# Fourier Series

1. Aug 3, 2016

### teme92

1. The problem statement, all variables and given/known data
I'm calculating the coefficients for the Fourier series and I got to part where I can't simplify an any further but I know I have to.

$$a_n = \frac{1}{2π}\Big[\frac{cos(n-1)π}{n-1}-\frac{cos(n+1)π}{n+1}-\frac{1}{n-1}+\frac{1}{n+1}\Big]$$

2. Relevant equations

3. The attempt at a solution
I have found an example where the above line goes straight to:

$$a_n=-\frac{1}{2π}(1+(-1)^n)\frac{2}{(n-1)(n+1)}$$

I don't know how you get from one line to the next. If anyone could explain this to me, it would be greatly appreciated.

2. Aug 3, 2016

### Orodruin

Staff Emeritus
What is $\cos(n\pi)$?

3. Aug 3, 2016

### teme92

-1 for n = odd and 1 for n = even.

4. Aug 3, 2016

### Orodruin

Staff Emeritus
So how can you write this on a more concise form?

5. Aug 3, 2016

### teme92

$$(-1)^n$$

6. Aug 3, 2016

### Orodruin

Staff Emeritus
So how can you apply this to your problem?

7. Aug 3, 2016

### teme92

I've tried subbing (-1)n in for both of the cos parts but it doesn't simply to what is given.

8. Aug 3, 2016

### Ray Vickson

Yes it does; start again.

9. Aug 3, 2016

### teme92

When I sub in and simplify I'm getting:

$$a_n = \frac{1}{2π}\Big[\frac{(-1)^n + (-1)^n}{(n-1)(n+1)}\Big]$$

Last edited: Aug 3, 2016
10. Aug 3, 2016

### Orodruin

Staff Emeritus
Observe that you have $\cos[(n-1)\pi]$ and that you have some other terms too.

11. Aug 3, 2016

### teme92

$$a_n = \frac{1}{2π}\Big[\frac{(-1)^n}{n-1}-\frac{(-1)^n}{n+1}-\frac{1}{n-1}+\frac{1}{n+1}\Big]$$

Is this correct?

12. Aug 3, 2016

### Orodruin

Staff Emeritus
Why don't you try inserting a few values to check?

13. Aug 3, 2016

### teme92

What would I be checking for?

14. Aug 3, 2016

### Orodruin

Staff Emeritus
That the values that come out of your formula agree with the original expression.

15. Aug 3, 2016

### teme92

If I put integers in for n will the result not be a single number?

16. Aug 3, 2016

### Orodruin

Staff Emeritus
Yes, but it will be different for different n of course. I said "inserting a few values".

17. Aug 3, 2016

### teme92

$$n=0: a_n = 0$$

$$n=1: a_n = \frac{1}{2π}$$(has zero dividers though)

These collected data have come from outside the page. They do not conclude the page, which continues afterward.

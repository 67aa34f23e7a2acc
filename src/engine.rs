//! The external converter boundary.
//!
//! Layout analysis and DOCX generation are not done here. A
//! [`DocumentConverter`] receives a staged input path and an output path and
//! must leave the converted document at the output path. The handler only
//! trusts the result if that file exists and is non-empty.
//!
//! [`CommandConverter`] runs a command-line converter (by default
//! `pdf2docx convert <input> <output>`, which converts the whole document).
//! The child is spawned with `kill_on_drop`, so when the handler's deadline
//! fires, or the request is abandoned, the process does not outlive it.

use crate::error::EngineError;
use futures::future::BoxFuture;
use std::path::Path;
use std::process::Stdio;
use tokio::process::Command;
use tracing::{debug, info, warn};

/// Placeholder replaced by the staged input path.
pub const INPUT_PLACEHOLDER: &str = "{input}";
/// Placeholder replaced by the expected output path.
pub const OUTPUT_PLACEHOLDER: &str = "{output}";

/// Converts the whole document at `input` into `output`.
///
/// Implementations must be `Send + Sync`: one instance is shared by every
/// in-flight request.
pub trait DocumentConverter: Send + Sync {
    /// Short name used in logs.
    fn name(&self) -> &str;

    /// Convert `input` into `output`.
    fn convert<'a>(
        &'a self,
        input: &'a Path,
        output: &'a Path,
    ) -> BoxFuture<'a, Result<(), EngineError>>;
}

/// Runs an external program once per conversion.
///
/// # Example
/// ```rust
/// use pdf2word::CommandConverter;
///
/// let converter = CommandConverter::new("pdf2docx")
///     .args(["convert", "{input}", "{output}"]);
/// assert_eq!(converter.program(), "pdf2docx");
/// ```
#[derive(Debug, Clone)]
pub struct CommandConverter {
    program: String,
    args: Vec<String>,
}

impl Default for CommandConverter {
    fn default() -> Self {
        Self::new("pdf2docx").args(["convert", INPUT_PLACEHOLDER, OUTPUT_PLACEHOLDER])
    }
}

impl CommandConverter {
    /// A converter invoking `program` with no arguments yet.
    pub fn new(program: impl Into<String>) -> Self {
        Self {
            program: program.into(),
            args: Vec::new(),
        }
    }

    /// Replace the argument template. `{input}` and `{output}` are
    /// substituted inside each argument.
    pub fn args<I, S>(mut self, args: I) -> Self
    where
        I: IntoIterator<Item = S>,
        S: Into<String>,
    {
        self.args = args.into_iter().map(Into::into).collect();
        self
    }

    pub fn program(&self) -> &str {
        &self.program
    }

    /// The argument template, placeholders unsubstituted.
    pub fn template(&self) -> &[String] {
        &self.args
    }

    /// Arguments for one call, placeholders substituted.
    pub fn render_args(&self, input: &Path, output: &Path) -> Vec<String> {
        let input = input.to_string_lossy();
        let output = output.to_string_lossy();
        self.args
            .iter()
            .map(|a| {
                a.replace(INPUT_PLACEHOLDER, &input)
                    .replace(OUTPUT_PLACEHOLDER, &output)
            })
            .collect()
    }

    async fn run(&self, input: &Path, output: &Path) -> Result<(), EngineError> {
        let args = self.render_args(input, output);
        debug!("Running converter: {} {:?}", self.program, args);

        let result = Command::new(&self.program)
            .args(&args)
            .stdin(Stdio::null())
            .stdout(Stdio::piped())
            .stderr(Stdio::piped())
            .kill_on_drop(true)
            .output()
            .await
            .map_err(|source| EngineError::Spawn {
                program: self.program.clone(),
                source,
            })?;

        let stdout = String::from_utf8_lossy(&result.stdout);
        if !stdout.trim().is_empty() {
            debug!("{} stdout: {}", self.program, stdout.trim());
        }

        if result.status.success() {
            info!("{} finished", self.program);
            return Ok(());
        }

        let stderr = String::from_utf8_lossy(&result.stderr);
        let message = failure_message(stderr.trim(), result.status.code());
        warn!("{} failed: {}", self.program, message);
        Err(EngineError::Failed {
            exit_code: result.status.code(),
            message,
        })
    }
}

impl DocumentConverter for CommandConverter {
    fn name(&self) -> &str {
        &self.program
    }

    fn convert<'a>(
        &'a self,
        input: &'a Path,
        output: &'a Path,
    ) -> BoxFuture<'a, Result<(), EngineError>> {
        Box::pin(self.run(input, output))
    }
}

/// Pick the most useful line of a failed converter's stderr.
///
/// Python-based converters end their traceback with the exception line,
/// which is the part worth showing to a client.
fn failure_message(stderr: &str, code: Option<i32>) -> String {
    match stderr.lines().rev().find(|l| !l.trim().is_empty()) {
        Some(line) => line.trim().to_string(),
        None => match code {
            Some(c) => format!("converter exited with status {c}"),
            None => "converter was terminated by a signal".to_string(),
        },
    }
}
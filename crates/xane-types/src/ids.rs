//! Identifiers used throughout Xane.
//!
//! Both identifiers wrap a single [`Field`] so they can be fed to the
//! commitment hash without any further encoding.

use std::fmt;

use serde::{Deserialize, Serialize};

use crate::{Field, Result};

// ---------------------------------------------------------------------------
// AssetId
// ---------------------------------------------------------------------------

/// Identifier of a token (the verifier's token account, reduced to one field).
#[derive(Debug, Clone, Copy, PartialEq, Eq, Hash, Ord, PartialOrd, Serialize, Deserialize)]
#[serde(transparent)]
pub struct AssetId(pub Field);

impl AssetId {
    #[must_use]
    pub const fn new(field: Field) -> Self {
        Self(field)
    }

    /// Asset id from a short ticker such as `"BTC"`.
    pub fn from_symbol(symbol: &str) -> Result<Self> {
        Field::from_ascii(symbol).map(Self)
    }

    #[must_use]
    pub const fn as_field(&self) -> Field {
        self.0
    }
}

impl fmt::Display for AssetId {
    fn fmt(&self, f: &mut fmt::Formatter<'_>) -> fmt::Result {
        match self.0.to_ascii() {
            Ok(symbol) if !symbol.is_empty() && symbol.chars().all(|c| c.is_ascii_graphic()) => {
                write!(f, "{symbol}")
            }
            _ => write!(f, "asset:{}", self.0.short()),
        }
    }
}

// ---------------------------------------------------------------------------
// Address
// ---------------------------------------------------------------------------

/// Order maker identity (the hash of the maker's public key).
#[derive(Debug, Clone, Copy, PartialEq, Eq, Hash, Ord, PartialOrd, Serialize, Deserialize)]
#[serde(transparent)]
pub struct Address(pub Field);

impl Address {
    #[must_use]
    pub const fn new(field: Field) -> Self {
        Self(field)
    }

    #[must_use]
    pub const fn as_field(&self) -> Field {
        self.0
    }
}

impl fmt::Display for Address {
    fn fmt(&self, f: &mut fmt::Formatter<'_>) -> fmt::Result {
        write!(f, "maker:{}", self.0.short())
    }
}

/// Test helpers.
#[cfg(any(test, feature = "test-helpers"))]
impl Address {
    /// Deterministic address whose last byte is `seed`.
    pub fn dummy(seed: u8) -> Self {
        let mut bytes = [0xAAu8; 32];
        bytes[31] = seed;
        Self(Field(bytes))
    }
}
//! # xane-authority
//!
//! Hosts an [`xane_ledger::OrderBookLedger`] for the exchange authority.
//!
//! - **[`AuthorityService`]**: serializes mutations behind one lock and
//!   returns every transition as an [`Attested`] receipt
//! - **[`Attestor`]**: the signing seam; [`Ed25519Attestor`] is the default
//! - **[`AuthorityConfig`]**: tree heights plus the signing key
//!
//! The `xane-replay` binary rebuilds a ledger from a persisted snapshot and
//! reports whether its roots check out.

pub mod attestor;
pub mod config;
pub mod service;

pub use attestor::{Attestor, Ed25519Attestor, encode_message, message_digest, verify_attestation};
pub use config::AuthorityConfig;
pub use service::{Attested, AuthorityService};
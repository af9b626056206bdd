//! Host configuration for the authority process.

use std::path::Path;

use serde::{Deserialize, Serialize};
use xane_types::{LedgerConfig, Result, XaneError};

use crate::attestor::Ed25519Attestor;

/// Everything needed to stand up an [`crate::AuthorityService`].
#[derive(Clone, PartialEq, Eq, Serialize, Deserialize)]
pub struct AuthorityConfig {
    /// Tree heights; must match the deployed verifier.
    #[serde(default)]
    pub ledger: LedgerConfig,
    /// Hex-encoded 32-byte ed25519 secret key.
    pub signing_key_hex: String,
}

impl AuthorityConfig {
    /// Parse and validate a JSON config.
    pub fn from_json_str(json: &str) -> Result<Self> {
        let cfg: Self = serde_json::from_str(json)
            .map_err(|e| XaneError::Configuration(format!("invalid authority config: {e}")))?;
        cfg.ledger.validate()?;
        Ok(cfg)
    }

    pub fn load(path: impl AsRef<Path>) -> Result<Self> {
        let raw = std::fs::read_to_string(path.as_ref())?;
        Self::from_json_str(&raw)
    }

    pub fn attestor(&self) -> Result<Ed25519Attestor> {
        Ed25519Attestor::from_hex(&self.signing_key_hex)
    }
}

// Keep the secret out of logs.
impl std::fmt::Debug for AuthorityConfig {
    fn fmt(&self, f: &mut std::fmt::Formatter<'_>) -> std::fmt::Result {
        f.debug_struct("AuthorityConfig")
            .field("ledger", &self.ledger)
            .field("signing_key_hex", &"<redacted>")
            .finish()
    }
}

#[cfg(test)]
mod tests {
    use super::*;
    use crate::attestor::Attestor;

    const KEY: &str = "0101010101010101010101010101010101010101010101010101010101010101";

    #[test]
    fn ledger_section_defaults() {
        let cfg = AuthorityConfig::from_json_str(&format!(r#"{{"signing_key_hex":"{KEY}"}}"#))
            .unwrap();
        assert_eq!(cfg.ledger, LedgerConfig::default());
        assert_eq!(
            cfg.attestor().unwrap().public_key(),
            Ed25519Attestor::from_bytes(&[1u8; 32]).public_key()
        );
    }

    #[test]
    fn invalid_heights_rejected() {
        let json = format!(
            r#"{{"ledger":{{"pairs_height":0,"orders_height":4}},"signing_key_hex":"{KEY}"}}"#
        );
        assert!(matches!(
            AuthorityConfig::from_json_str(&json),
            Err(XaneError::InvalidTreeHeight(0))
        ));
    }

    #[test]
    fn missing_key_is_configuration_error() {
        assert!(matches!(
            AuthorityConfig::from_json_str("{}"),
            Err(XaneError::Configuration(_))
        ));
    }

    #[test]
    fn debug_redacts_key() {
        let cfg = AuthorityConfig {
            ledger: LedgerConfig::default(),
            signing_key_hex: KEY.into(),
        };
        assert!(!format!("{cfg:?}").contains(KEY));
    }
}
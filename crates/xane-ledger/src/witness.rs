//! Witness generation at both tree levels, and the checks a verifier runs.
//!
//! A witness is only valid against the root that existed when it was taken.
//! Any later write on the same path (any order on the same side, or any
//! change to another pair's leaf on the pair's outer path) invalidates it,
//! so witnesses must be regenerated after every mutation.

use xane_types::{Field, MerkleWitness, Result, Side};

/// Source of inclusion proofs for pairs and orders.
pub trait WitnessProvider {
    /// Proof for a leaf of the pairs tree. Unassigned leaves within
    /// capacity are provable (as `ZERO`).
    fn pair_witness(&self, pair_index: usize) -> Result<MerkleWitness>;

    /// Proof for a slot of one side's orders tree.
    fn order_witness(&self, side: Side, pair_index: usize, order_index: usize) -> Result<MerkleWitness>;
}

/// `true` when `leaf` at the witness's index is committed by `root`.
#[must_use]
pub fn verify_inclusion(witness: &MerkleWitness, leaf: Field, root: Field) -> bool {
    witness.calculate_root(leaf) == root
}

/// `true` when the witnessed slot is empty under `root`.
#[must_use]
pub fn verify_absence(witness: &MerkleWitness, root: Field) -> bool {
    verify_inclusion(witness, Field::ZERO, root)
}

#[cfg(test)]
mod tests {
    use xane_types::{WitnessStep, hash_pair};

    use super::*;

    #[test]
    fn inclusion_and_absence() {
        let witness = MerkleWitness::new(vec![WitnessStep {
            sibling: Field::from_u64(2),
            is_left: true,
        }]);
        let occupied = hash_pair(Field::from_u64(1), Field::from_u64(2));
        let empty = hash_pair(Field::ZERO, Field::from_u64(2));
        assert!(verify_inclusion(&witness, Field::from_u64(1), occupied));
        assert!(!verify_absence(&witness, occupied));
        assert!(verify_absence(&witness, empty));
    }
}
//! The commitment hash `H` over ordered field sequences.
//!
//! `H(fields) = SHA-256("xane:fields:v1:" || len as u64 LE || f_0 || ... || f_n)`.
//! The ledger and the verifier must both use exactly this function and the
//! same field ordering; a single byte of divergence invalidates every root.

use sha2::{Digest, Sha256};

use crate::Field;
use crate::constants::FIELD_HASH_DOMAIN;

/// Hash an ordered sequence of field elements into one element.
#[must_use]
pub fn hash_fields(fields: &[Field]) -> Field {
    let mut hasher = Sha256::new();
    hasher.update(FIELD_HASH_DOMAIN);
    hasher.update((fields.len() as u64).to_le_bytes());
    for field in fields {
        hasher.update(field.as_bytes());
    }
    let digest = hasher.finalize();
    let mut out = [0u8; 32];
    out.copy_from_slice(&digest);
    Field(out)
}

/// Hash of an internal Merkle node from its two children.
#[must_use]
pub fn hash_pair(left: Field, right: Field) -> Field {
    hash_fields(&[left, right])
}

/// Roots of empty subtrees for every level `0..=height`.
///
/// `roots[0]` is the raw zero leaf; `roots[l + 1] = H(roots[l], roots[l])`.
/// `roots[height]` is the root of an empty tree of that height.
#[must_use]
pub fn empty_roots(height: u8) -> Vec<Field> {
    let mut roots = Vec::with_capacity(usize::from(height) + 1);
    roots.push(Field::ZERO);
    for level in 0..usize::from(height) {
        let below = roots[level];
        roots.push(hash_pair(below, below));
    }
    roots
}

$$n=2: a_n = \frac{1}{12π}$$

18. Aug 3, 2016

### Orodruin

Staff Emeritus
And if you use the same values in the original expression?

19. Aug 3, 2016

### teme92

But do I not want there to be n's in my result?

20. Aug 4, 2016

### Orodruin

Staff Emeritus
Yes. But you want to check that you got the right result first. You asked:
If there is any n for which your new expression does not equal the old, then it is not correct.